Doctoroff, who is now battling ALS, took the job despite scant experience in 2002, kicking off two-plus decades of redevelopment. Hudson Yards and the High Line in Manhattan, the Greenpoint-Williamsburg waterfront and the Barclays Center in Brooklyn, and Hunter’s Point South in Long Island City were all hatched under Doctoroff’s watch.

“We had something like 289 projects, and about 280 of them got done,” Doctoroff told the crowd. In the spirit of red-tape busting we need more of today, he added: “We really did everything we could to reduce bureaucratic inertia.”

In this parade of somewhat good news, it might even be (kind of) a good time for co-ops, which have gotten overshadowed for so long by the new condo towers rising in New York City. (Relative) bargains abound, and the expert buyers’ brokers who do deals in those buildings stand to benefit from the recent commission lawsuits that have rattled the industry.

Things aren’t as bright in South Florida, which bucked the national trend during Covid but now seems to be on the precipice when it comes to development.

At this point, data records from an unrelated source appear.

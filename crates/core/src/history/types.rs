use std::fmt;
use std::path::PathBuf;

use serde::{Deserialize, Serialize};
use thiserror::Error;

use crate::catalog::CatalogSource;

/// One of the two independently persisted history collections.
#[derive(Debug, Clone, Copy, PartialEq, Eq, Hash, Serialize, Deserialize)]
#[serde(rename_all = "snake_case")]
pub enum Collection {
    Keywords,
    Selections,
}

impl fmt::Display for Collection {
    fn fmt(&self, f: &mut fmt::Formatter<'_>) -> fmt::Result {
        match self {
            Collection::Keywords => f.write_str("keywords"),
            Collection::Selections => f.write_str("selections"),
        }
    }
}

/// A searched keyword, stored verbatim. Uniqueness is exact string equality.
#[derive(Debug, Clone, PartialEq, Eq, Hash, Serialize, Deserialize)]
#[serde(transparent)]
pub struct KeywordRecord(String);

impl KeywordRecord {
    /// `None` for the empty string.
    pub fn new(text: impl Into<String>) -> Option<Self> {
        let text = text.into();
        if text.is_empty() {
            None
        } else {
            Some(Self(text))
        }
    }

    pub fn as_str(&self) -> &str {
        &self.0
    }
}

impl fmt::Display for KeywordRecord {
    fn fmt(&self, f: &mut fmt::Formatter<'_>) -> fmt::Result {
        f.write_str(&self.0)
    }
}

/// A selected catalog item. Uniqueness is `(id, source)`.
///
/// Stored as `{"id": "...", "source": "google"}`; `source` is omitted when
/// the selection was recorded without one.
#[derive(Debug, Clone, PartialEq, Eq, Hash, Serialize, Deserialize)]
pub struct SelectionRecord {
    id: String,
    #[serde(default, skip_serializing_if = "Option::is_none")]
    source: Option<CatalogSource>,
}

impl SelectionRecord {
    /// `None` for an empty id.
    pub fn new(id: impl Into<String>, source: Option<CatalogSource>) -> Option<Self> {
        let id = id.into();
        if id.is_empty() {
            None
        } else {
            Some(Self { id, source })
        }
    }

    pub fn id(&self) -> &str {
        &self.id
    }

    pub fn source(&self) -> Option<CatalogSource> {
        self.source
    }
}

impl fmt::Display for SelectionRecord {
    fn fmt(&self, f: &mut fmt::Formatter<'_>) -> fmt::Result {
        match self.source {
            Some(source) => write!(f, "{} ({})", self.id, source),
            None => f.write_str(&self.id),
        }
    }
}

/// Both collections, in insertion order.
#[derive(Debug, Clone, Default, PartialEq, Serialize, Deserialize)]
pub struct History {
    pub keywords: Vec<KeywordRecord>,
    pub selections: Vec<SelectionRecord>,
}

/// A failure of the durable layer, tagged with the collection it hit.
#[derive(Debug, Clone, PartialEq, Eq, Error)]
pub enum StorageFault {
    #[error("{collection} history I/O error at {}: {message}", .path.display())]
    Io {
        collection: Collection,
        path: PathBuf,
        message: String,
    },

    #[error("{collection} history is malformed: {message}")]
    Malformed {
        collection: Collection,
        message: String,
    },

    #[error("{collection} history database error: {message}")]
    Database {
        collection: Collection,
        message: String,
    },
}

impl StorageFault {
    pub fn collection(&self) -> Collection {
        match self {
            StorageFault::Io { collection, .. }
            | StorageFault::Malformed { collection, .. }
            | StorageFault::Database { collection, .. } => *collection,
        }
    }
}

/// Result of a `record_*` call. Never an `Err`: faults are reported as
/// [`RecordOutcome::Failed`] after being logged.
#[derive(Debug, Clone, PartialEq, Eq)]
pub enum RecordOutcome {
    /// Appended and durable.
    Recorded,
    /// Key already present; nothing written.
    AlreadyPresent,
    /// Empty or absent input; nothing written.
    Ignored,
    /// The durable layer failed; nothing was appended.
    Failed(StorageFault),
}

impl RecordOutcome {
    pub fn is_recorded(&self) -> bool {
        matches!(self, RecordOutcome::Recorded)
    }

    pub fn fault(&self) -> Option<&StorageFault> {
        match self {
            RecordOutcome::Failed(fault) => Some(fault),
            _ => None,
        }
    }
}

/// Result of `load_all`. On a fault `history` is empty.
#[derive(Debug, Clone, PartialEq)]
pub struct LoadOutcome {
    pub history: History,
    pub fault: Option<StorageFault>,
}

impl LoadOutcome {
    pub fn is_degraded(&self) -> bool {
        self.fault.is_some()
    }
}
use axum::{extract::State, Json};
use booksearch_core::SanitizedConfig;
use serde::Serialize;
use std::sync::Arc;

use crate::state::AppState;

#[derive(Serialize)]
pub struct HealthResponse {
    pub status: String,
}

pub async fn health() -> Json<HealthResponse> {
    Json(HealthResponse {
        status: "ok".to_string(),
    })
}

pub async fn get_config(State(state): State<Arc<AppState>>) -> Json<SanitizedConfig> {
    Json(state.sanitized_config())
}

The prospect of a bust seems real (remember, you heard it here first). South Florida saw record rent hikes from 2020 to 2022, but last year rent in the state dropped the most in the nation. There are more than 40,000 rental apartments under construction in South Florida, but only 11,000 units occupied in the latest 12-month period. Read the story by reporter Lidia Dinkova.

In our latest investigative piece, a mortgage fraud scam is exposing broader cracks in the system. The widening net now involves the Department of Justice; Freddie Mac; Fannie Mae; two of the largest title insurers in the tri-state area, Madison Title and Riverside Abstract; and Meridian Capital Group. Neither Meridian, Madison nor Riverside has been charged with any wrongdoing, but everyone is paying attention.

Finally, our cover story takes a look at the fallout from multifamily syndication deals, one of the hottest topics for our readers. There was a ton of investment in rental buildings during and after Covid — even if people didn’t go to the office, they still needed a place to live.

Turns out a bunch of the money came from newbie investors — doctors, dentists, pilots, immigrants, engineers and even church groups.  Senior reporters Isabella Farr and Suzannah Cavanaugh reveal how these investors got sucked into bad deals that you won’t want to miss.

Let the good times roll! Enjoy the issue.